As the name implies, a Social Security survivors benefit (SSSB) is a monthly benefit paid out to the closest surviving relatives of the deceased. Typically, Social Security survivors benefits include:
Dependent Parent’s benefits
Here’s a breakdown of the eligibility requirements for receiving an SSSB:
Surviving spouses can receive a Mother's or Father’s benefit until their child reaches 16.
Children can receive a Child’s benefit until the age of 18 (or 22 if they’re disabled).
At retirement age, the surviving spouse can receive a Widow’s/Widower’s benefit; but this can’t be paid until he/she reaches the age of 60.
There are lots more eligibility requirements and restrictions involving SSSB payments — but one of the most crucial and misunderstood of all SSSB restrictions is the blackout period.
The Social Security blackout period is the phase during which a surviving spouse cannot receive any social security benefits. The blackout period begins when the surviving spouse’s youngest child reaches the age of 16, or 19 and two months for full-time students (or 22 for disabled children).
Simply put, until the blackout period, the widow/widower is eligible for a monthly SSSB; but once the children reach the above-listed ages, the surviving spouse is not eligible for further Social Security survivors' benefits until he/she reaches the age of 60. However, if you’re disabled, and your disability occurred within seven years after your spouse’s death, you are deemed eligible for survivor benefits when you turn 50.
Once the surviving spouse reaches 60, they’re eligible again, and SSSB is paid according to the number of social security credits the deceased spouse accrued during their working years. In some cases, the surviving spouse (once they reach 62) has to choose between taking survivor benefits or retirement benefits. Generally speaking, when this happens, if the surviving spouse is under full retirement age, it's advisable to opt for survivor benefits instead, and wait until the retirement benefits have fully matured before taking them.
With so many restrictions, it's not surprising that for a surviving spouse without a tangible source of income, the blackout period for life insurance can be a tremendous source of psychological and physical turmoil, exacerbated by the stress of living under constant financial uncertainty.
There are two key ways of forestalling the challenges brought by the blackout life insurance period: Programming and capital needs allocation. Here’s an explanation of the two:
Programming: With programming, you pay an extra amount of money into your life insurance coverage, which enables your surviving spouse to cope until he or she is eligible for widow’s/widower’s benefits.
Capital needs allocation: This involves purchasing an adequate amount of life insurance so that the survivor can live off of the interest.
To make things clearer, here’s a description of how these two strategies can be used to circumvent the social security blackout period.
In programming, life insurance policy benefits are paid according to a settlement option. With a settlement option, the person insured receives a regular income from the insurer, paid in regular installments as opposed to a lump-sum payment. The goal of a settlement option is to provide a regular, dependable income stream for the person who’s insured. In this sense, it’s comparable to a pension or annuity.
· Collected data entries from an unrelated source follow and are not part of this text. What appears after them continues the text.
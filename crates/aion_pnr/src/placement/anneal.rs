//! Simulated annealing placement refinement.
//!
//! Starting from an initial random placement, repeatedly proposes cell swaps
//! or relocations and accepts/rejects each move using the Metropolis criterion.
//! The temperature decreases geometrically, reducing the acceptance probability
//! of cost-increasing moves over time.

use crate::data::{PnrCellType, PnrNetlist};
use crate::placement::cost::PlacementCost;
use aion_arch::Architecture;
use aion_diagnostics::DiagnosticSink;
use rand::Rng;

/// Cooling rate for simulated annealing (multiplied each outer iteration).
const COOLING_RATE: f64 = 0.95;

/// Minimum temperature threshold to stop annealing.
const MIN_TEMPERATURE: f64 = 0.01;

/// Number of moves per temperature step, as a multiplier of cell count.
const MOVES_PER_TEMP_MULTIPLIER: usize = 10;

/// Refines cell placement using simulated annealing.
///
/// Proposes random cell swaps and relocations, accepting moves that decrease
/// cost (HPWL) and probabilistically accepting cost-increasing moves based
/// on the Boltzmann probability `exp(-delta_cost / temperature)`.
pub(crate) fn simulated_annealing(
    netlist: &mut PnrNetlist,
    _arch: &dyn Architecture,
    _sink: &DiagnosticSink,
) {
    let num_cells = netlist.cell_count();
    if num_cells < 2 {
        return;
    }

    let cost_fn = PlacementCost::default();
    let mut rng = rand::thread_rng();

    // Initial temperature proportional to sqrt(cell count)
    let mut temperature = (num_cells as f64).sqrt() * 2.0;
    let moves_per_temp = (MOVES_PER_TEMP_MULTIPLIER * num_cells).max(10);

    let mut current_cost = cost_fn.total_cost(netlist);

    while temperature > MIN_TEMPERATURE {
        let mut accepted = 0;

        for _ in 0..moves_per_temp {
            // Select two random non-fixed cells for swapping
            let (cell_a_idx, cell_b_idx) = match select_swap_pair(&mut rng, netlist) {
                Some(pair) => pair,
                None => continue,
            };

            // Perform the swap
            let site_a = netlist.cells[cell_a_idx].placement;
            let site_b = netlist.cells[cell_b_idx].placement;
            netlist.cells[cell_a_idx].placement = site_b;
            netlist.cells[cell_b_idx].placement = site_a;

            // Compute new cost
            let new_cost = cost_fn.total_cost(netlist);
            let delta = new_cost - current_cost;

            // Metropolis criterion
            if delta < 0.0 || rng.gen::<f64>() < (-delta / temperature).exp() {
                current_cost = new_cost;
                accepted += 1;
            } else {
                // Reject: undo swap
                netlist.cells[cell_a_idx].placement = site_a;
                netlist.cells[cell_b_idx].placement = site_b;
            }
        }

        temperature *= COOLING_RATE;

        // Early termination if acceptance rate is very low
        let acceptance_rate = accepted as f64 / moves_per_temp as f64;
        if acceptance_rate < 0.001 {
            break;
        }
    }
}

/// Selects two non-fixed cells of compatible types for swapping.
///
/// Returns their indices in the cells vector, or `None` if no valid pair exists.
fn select_swap_pair(rng: &mut impl Rng, netlist: &PnrNetlist) -> Option<(usize, usize)> {
    let num_cells = netlist.cells.len();
    if num_cells < 2 {
        return None;
    }

    // Try random pairs up to 50 times
    for _ in 0..50 {
        let a = rng.gen_range(0..num_cells);
        let b = rng.gen_range(0..num_cells);

        if a == b {
            continue;
        }

        let cell_a = &netlist.cells[a];
        let cell_b = &netlist.cells[b];

        // Don't swap fixed cells
        if cell_a.is_fixed || cell_b.is_fixed {
            continue;
        }

        // Only swap cells of the same general type (LUT↔LUT, FF↔FF)
        if cell_type_compatible(&cell_a.cell_type, &cell_b.cell_type) {
            return Some((a, b));
        }
    }

    None
}

/// Returns whether two cell types can swap placement locations.
fn cell_type_compatible(a: &PnrCellType, b: &PnrCellType) -> bool {
    matches!(
        (a, b),
        (PnrCellType::Lut { .. }, PnrCellType::Lut { .. })
            | (PnrCellType::Dff, PnrCellType::Dff)
            | (PnrCellType::Carry, PnrCellType::Carry)
            | (PnrCellType::Carry, PnrCellType::Lut { .. })
            | (PnrCellType::Lut { .. }, PnrCellType::Carry)
            | (PnrCellType::Bram(_), PnrCellType::Bram(_))
            | (PnrCellType::Dsp(_), PnrCellType::Dsp(_))
            | (PnrCellType::Iobuf { .. }, PnrCellType::Iobuf { .. })
            | (PnrCellType::Pll(_), PnrCellType::Pll(_))
    )
}
//! Routing engine for the PnR pipeline.
//!
//! Routes all nets in the netlist, connecting each driver pin to its sink
//! pins through the device's routing fabric. Uses the PathFinder negotiated
//! congestion algorithm with A* search for individual net routing.

mod astar;
mod congestion;
mod pathfinder;

use crate::data::PnrNetlist;
use aion_arch::Architecture;
use aion_diagnostics::DiagnosticSink;

/// Routes all nets in the netlist.
///
/// In Phase 2, the device routing graph is not yet populated, so this
/// produces stub route trees (direct connections). When Phase 3 populates
/// the routing graph, this will use PathFinder + A* for full routing.
pub fn route(netlist: &mut PnrNetlist, arch: &dyn Architecture, sink: &DiagnosticSink) {
    if arch.routing_graph().wires.is_empty() {
        // Phase 2 stub: create direct route trees
        pathfinder::stub_routing(netlist, sink);
    } else {
        // Phase 3: full PathFinder routing
        pathfinder::pathfinder_route(netlist, arch, sink);
    }
}
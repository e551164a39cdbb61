//! Cost Map (C5).
//!
//! Per wire-segment type, holds a 2-D grid of representative cost entries
//! addressed by `(dx, dy)` with a per-segment origin offset. Fills empty
//! cells by nearest-valid extrapolation and round-trips bit-exactly to a
//! binary container (see [`crate::persist`]).

use crate::accumulator::{CostEntry, ExpansionCostEntry, ReductionRule};
use crate::dijkstra::RoutingCostMap;
use crate::error::LookaheadError;
use crate::ids::SegmentId;
use serde::{Deserialize, Serialize};

/// A 2-D grid of [`CostEntry`] values addressed `[x][y]`, row-major in `y`.
#[derive(Debug, Clone, Serialize, Deserialize)]
pub struct Grid2D {
    width: usize,
    height: usize,
    cells: Vec<CostEntry>,
}

impl Grid2D {
    fn new(width: usize, height: usize) -> Self {
        Self {
            width,
            height,
            cells: vec![CostEntry::INVALID; width * height],
        }
    }

    fn index(&self, x: usize, y: usize) -> usize {
        y * self.width + x
    }

    fn get(&self, x: usize, y: usize) -> CostEntry {
        self.cells[self.index(x, y)]
    }

    fn set(&mut self, x: usize, y: usize, entry: CostEntry) {
        let idx = self.index(x, y);
        self.cells[idx] = entry;
    }

    /// Grid width (number of distinct `dx` offsets).
    pub fn width(&self) -> usize {
        self.width
    }

    /// Grid height (number of distinct `dy` offsets).
    pub fn height(&self) -> usize {
        self.height
    }
}

fn signum(x: i32) -> i32 {
    x.cmp(&0) as i32
}

/// Rounds half away from zero, as the spec requires for extrapolation
/// stepping (any consistent rounding works; this one matches the
/// original's `vtr::nint`).
fn round_half_away_from_zero(x: f64) -> i32 {
    if x >= 0.0 {
        (x + 0.5).floor() as i32
    } else {
        (x - 0.5).ceil() as i32
    }
}

/// The per-segment cost grid, plus its canonical origin offset.
#[derive(Debug, Clone, Serialize, Deserialize)]
struct SegmentGrid {
    origin_x: i32,
    origin_y: i32,
    grid: Grid2D,
}

/// Owns, per wire-segment type, a cost grid and the dense node-to-segment
/// mapping. Built once via [`CostMap::set_cost_map`] per segment, then
/// read-only for the lifetime of the router.
#[derive(Debug, Clone, Serialize, Deserialize, Default)]
pub struct CostMap {
    segments: Vec<SegmentGrid>,
    node_to_segment: Vec<i32>,
}

impl CostMap {
    /// Creates an empty cost map sized for `segment_count` segments and
    /// `node_count` RRG nodes, with every node mapped to "no segment"
    /// (`-1`) until [`set_node_segment`](Self::set_node_segment) is called.
    pub fn new(segment_count: usize, node_count: usize) -> Self {
        Self {
            segments: (0..segment_count)
                .map(|_| SegmentGrid {
                    origin_x: 0,
                    origin_y: 0,
                    grid: Grid2D::new(1, 1),
                })
                .collect(),
            node_to_segment: vec![-1; node_count],
        }
    }

    /// Records the wire-segment type of one RRG node (`-1` for non-wire
    /// nodes).
    pub fn set_node_segment(&mut self, node_index: usize, segment: i32) {
        self.node_to_segment[node_index] = segment;
    }

    /// Returns the segment index of a node, or `None` if it has none.
    pub fn node_to_segment(&self, node_index: usize) -> Option<SegmentId> {
        let seg = self.node_to_segment[node_index];
        if seg < 0 {
            None
        } else {
            Some(SegmentId::from_raw(seg as u32))
        }
    }

    /// Builds the cost grid for one segment from its accumulated samples.
    ///
    /// Computes the origin (most-negative `dx`/`dy` observed, clamped so
    /// `0` is always included — both components are always `<= 0`),
    /// deposits every sample into an expansion grid bucketed by
    /// `(dx - min_dx, dy - min_dy)`, reduces each bucket to a representative
    /// entry under `rule`, then fills any still-invalid cell by nearest-
    /// valid extrapolation.
    pub fn set_cost_map(&mut self, segment: SegmentId, samples: &RoutingCostMap, rule: ReductionRule) {
        let idx = segment.as_raw() as usize;

        let mut min_dx = 0;
        let mut min_dy = 0;
        let mut max_dx = 0;
        let mut max_dy = 0;
        for &((dx, dy), _) in samples {
            min_dx = min_dx.min(dx);
            min_dy = min_dy.min(dy);
            max_dx = max_dx.max(dx);
            max_dy = max_dy.max(dy);
        }

        let width = (max_dx - min_dx + 1) as usize;
        let height = (max_dy - min_dy + 1) as usize;

        let mut expansion = vec![ExpansionCostEntry::new(); width * height];
        for &((dx, dy), entry) in samples {
            let x = (dx - min_dx) as usize;
            let y = (dy - min_dy) as usize;
            expansion[y * width + x].add(entry.delay, entry.congestion);
        }

        let mut grid = Grid2D::new(width, height);
        for y in 0..height {
            for x in 0..width {
                grid.set(x, y, expansion[y * width + x].representative(rule));
            }
        }

        self.segments[idx] = SegmentGrid {
            origin_x: min_dx,
            origin_y: min_dy,
            grid,
        };

        for y in 0..height {
            for x in 0..width {
                if !self.segments[idx].grid.get(x, y).valid() {
                    // Extrapolation steps toward the true reference point
                    // `(dx, dy) = (0, 0)`, which generally sits *inside* the
                    // grid rather than at its corner whenever this segment
                    // has a negative origin — so the grid index must be
                    // translated to `(dx, dy)` space before stepping.
                    let dx = x as i32 + min_dx;
                    let dy = y as i32 + min_dy;
                    let filled = nearby_cost_entry(&self.segments[idx].grid, min_dx, min_dy, dx, dy);
                    self.segments[idx].grid.set(x, y, filled);
                }
            }
        }
    }

    /// Looks up the cost from segment `segment` at relative offset
    /// `(dx, dy)`. Out-of-range offsets clamp to the nearest in-range edge
    /// cell — this is deliberate: queries may legitimately fall outside the
    /// range observed during profiling.
    pub fn find_cost(&self, segment: SegmentId, dx: i32, dy: i32) -> Result<CostEntry, LookaheadError> {
        let idx = segment.as_raw() as usize;
        let seg = self
            .segments
            .get(idx)
            .ok_or(LookaheadError::UnknownSegment(segment.as_raw()))?;

        let x = (dx - seg.origin_x).clamp(0, seg.grid.width() as i32 - 1);
        let y = (dy - seg.origin_y).clamp(0, seg.grid.height() as i32 - 1);
        Ok(seg.grid.get(x as usize, y as usize))
    }

    /// The per-segment origin, `(dx, dy) <= (0, 0)`.
    pub fn origin(&self, segment: SegmentId) -> (i32, i32) {
        let seg = &self.segments[segment.as_raw() as usize];
        (seg.origin_x, seg.origin_y)
    }

    /// The number of segment grids held.
    pub fn segment_count(&self) -> usize {
        self.segments.len()
    }

    /// Renders a per-segment delay-grid text dump, in the spirit of the
    /// original tool's debug print (kept as a pure formatter here — file
    /// output is the caller's concern).
    pub fn fmt_debug(&self) -> String {
        use std::fmt::Write;
        let mut out = String::new();
        for (iseg, seg) in self.segments.iter().enumerate() {
            let _ = writeln!(out, "Seg {iseg} ({}, {})", seg.origin_x, seg.origin_y);
            for y in 0..seg.grid.height() {
                for x in 0..seg.grid.width() {
                    let _ = write!(out, "{:.4},\t", seg.grid.get(x, y).delay);
                }
                let _ = writeln!(out);
            }
            let _ = writeln!(out);
        }
        out
    }
}

/// Finds the nearest valid entry by stepping toward the true reference
/// point `(dx, dy) = (0, 0)` along the slope from `(dx, dy)`, iteratively
/// (not recursively) so termination is guaranteed by strict progress of
/// `|dx| + |dy|` toward zero rather than by stack depth.
///
/// `(dx, dy)` are signed offsets relative to the reference node, *not*
/// grid-array indices — the grid's own corner sits at `(origin_x,
/// origin_y)`, which is generally not `(0, 0)` whenever this segment has a
/// negative origin. `origin_x`/`origin_y` are needed only to translate the
/// stepped `(dx, dy)` back into a grid lookup via [`grid_get_clamped`].
///
/// A cell that is itself the reference point and invalid has nowhere closer
/// to step to, so it is returned unchanged (matches the spec's "singleton
/// valid cell at the origin" caveat, applied in reverse: an empty origin
/// bucket cannot be filled from elsewhere, since every other cell steps
/// *toward* it, never away from it).
fn nearby_cost_entry(grid: &Grid2D, origin_x: i32, origin_y: i32, dx: i32, dy: i32) -> CostEntry {
    if dx == 0 && dy == 0 {
        return grid_get_clamped(grid, origin_x, origin_y, dx, dy);
    }
    let mut cx = dx;
    let mut cy = dy;
    loop {
        let (next_x, next_y) = step_toward_origin(cx, cy);
        debug_assert!(
            (next_x.abs() + next_y.abs()) < (cx.abs() + cy.abs()),
            "extrapolation step must strictly approach the origin"
        );
        cx = next_x;
        cy = next_y;

        let entry = grid_get_clamped(grid, origin_x, origin_y, cx, cy);
        if entry.valid() || (cx == 0 && cy == 0) {
            return entry;
        }
    }
}

fn grid_get_clamped(grid: &Grid2D, origin_x: i32, origin_y: i32, dx: i32, dy: i32) -> CostEntry {
    let x = (dx - origin_x).clamp(0, grid.width() as i32 - 1);
    let y = (dy - origin_y).clamp(0, grid.height() as i32 - 1);
    grid.get(x as usize, y as usize)
}

/// One step of the slope-following extrapolation walk toward `(0, 0)`.
fn step_toward_origin(x: i32, y: i32) -> (i32, i32) {
    if x == 0 || y == 0 {
        return (x - signum(x), y - signum(y));
    }
    let slope = y as f64 / x as f64;
    if slope.abs() >= 1.0 {
        let new_y = y - signum(y);
        let new_x = round_half_away_from_zero(new_y as f64 / slope);
        (new_x, new_y)
    } else {
        let new_x = x - signum(x);
        let new_y = round_half_away_from_zero(new_x as f64 * slope);
        (new_x, new_y)
    }
}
The amount of income paid in these installments can be set according to the needs for which the life insurance coverage was purchased. These needs are typically categorized as “cash needs” and “income needs,” and the differences, as you’ll see, are self-explanatory.
Cash needs include:
Paying off a mortgage
Final expenses for funerals and burials
Income needs include:
A surviving spouse’s income during the blackout
A widow’s/widower’s supplementary income at the age of 60
Necessary income before dependent children reach the age of 16
Based upon the calculations for these above needs, the life insurance premium is allocated as a regular payment stream in order to cover these expenses.
The capital needs approach involves choosing a policy amount that produces enough interest to cover the income needs of the surviving spouse. In other words, the amount of life insurance taken out will depend upon the amount of interest it can earn — and that interest (after taxes are taken out) will provide the necessary income stream for the survivor.
The capital needs strategy is not as exact as the programming strategy but is instead based upon a rough estimation of probable expenses and relies upon the accruing interest to take care of them each month. Before choosing this approach, however, it’s important to first consider whether the survivor’s outstanding debts can be paid in a timely manner under this system.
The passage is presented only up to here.